Dorothy Parker (1893–1967) wrote essays, poems, reviews—nearly anything that paid. But she was most of all a wit, a “wisecracker” (in her own estimation) of the kind that America seemed to produce as public figures only during her generation: literary, popular, caustic, punning, and often cruel. In “Now at Liberty,” she puts the common tropes of old lovelorn poetry: the pale lover departed, the heart broken, the world gone tragic.

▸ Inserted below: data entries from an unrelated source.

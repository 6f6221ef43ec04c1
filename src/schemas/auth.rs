use serde::{Deserialize, Serialize};
use validator::Validate;

use crate::db::types::UserRole;
use crate::schemas::user::UserResponse;

#[derive(Debug, Deserialize, Validate)]
pub(crate) struct RegisterRequest {
    #[validate(length(min = 1, max = 255, message = "name must not be empty"))]
    pub(crate) name: String,
    #[validate(email(message = "email must be a valid address"))]
    pub(crate) email: String,
    #[validate(length(min = 8, message = "password must be at least 8 characters long"))]
    pub(crate) password: String,
    #[serde(default = "default_role")]
    pub(crate) role: UserRole,
}

#[derive(Debug, Deserialize, Validate)]
pub(crate) struct LoginRequest {
    #[validate(length(min = 1, message = "email is required"))]
    pub(crate) email: String,
    #[validate(length(min = 1, message = "password is required"))]
    pub(crate) password: String,
}

#[derive(Debug, Serialize)]
pub(crate) struct TokenResponse {
    pub(crate) access_token: String,
    pub(crate) token_type: String,
    pub(crate) user: UserResponse,
}

fn default_role() -> UserRole {
    UserRole::Student
}

#[cfg(test)]
mod tests {
    use super::*;

    #[test]
    fn register_defaults_to_student_and_validates() {
        let request: RegisterRequest = serde_json::from_value(serde_json::json!({
            "name": "Ada",
            "email": "ada@college.test",
            "password": "longenough"
        }))
        .unwrap();
        assert_eq!(request.role, UserRole::Student);
        assert!(request.validate().is_ok());

        let bad: RegisterRequest = serde_json::from_value(serde_json::json!({
            "name": "Ada",
            "email": "not-an-email",
            "password": "short"
        }))
        .unwrap();
        let errors = bad.validate().unwrap_err();
        let fields = errors.field_errors();
        assert!(fields.contains_key("email"));
        assert!(fields.contains_key("password"));
    }
}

And in eight-line tetrameter stanzas, she plays against those hackneyed (and now socially dated) tropes her parenthetical observations that nevertheless a girl wants to have fun.
Now at Liberty
by Dorothy Parker
Little white love, your way you’ve taken;
Now I am left alone, alone.
Little white love, my heart’s forsaken.
(Whom shall I get by telephone?)
Well do I know there’s no returning;
Once you go out, it’s done, it’s done.
All of my days are gray with yearning.
(Nevertheless, a girl needs fun.)
Little white love, perplexed and weary,
Sadly your banner fluttered down.
Sullen the days, and dreary, dreary.
(Which of the boys is still in town?)
Radiant and sure, you came a-flying;
Puzzled, you left on lagging feet.
Slow in my breast, my heart is dying.
(Nevertheless, a girl must eat.)
Little white love, I hailed you gladly;
Now I must wave you out of sight.
Ah, but you used me badly, badly.
(Who’d like to take me out tonight?)
All of the blundering words I’ve spoken,
Little white love, forgive, forgive.
Once you went out, my heart fell, broken.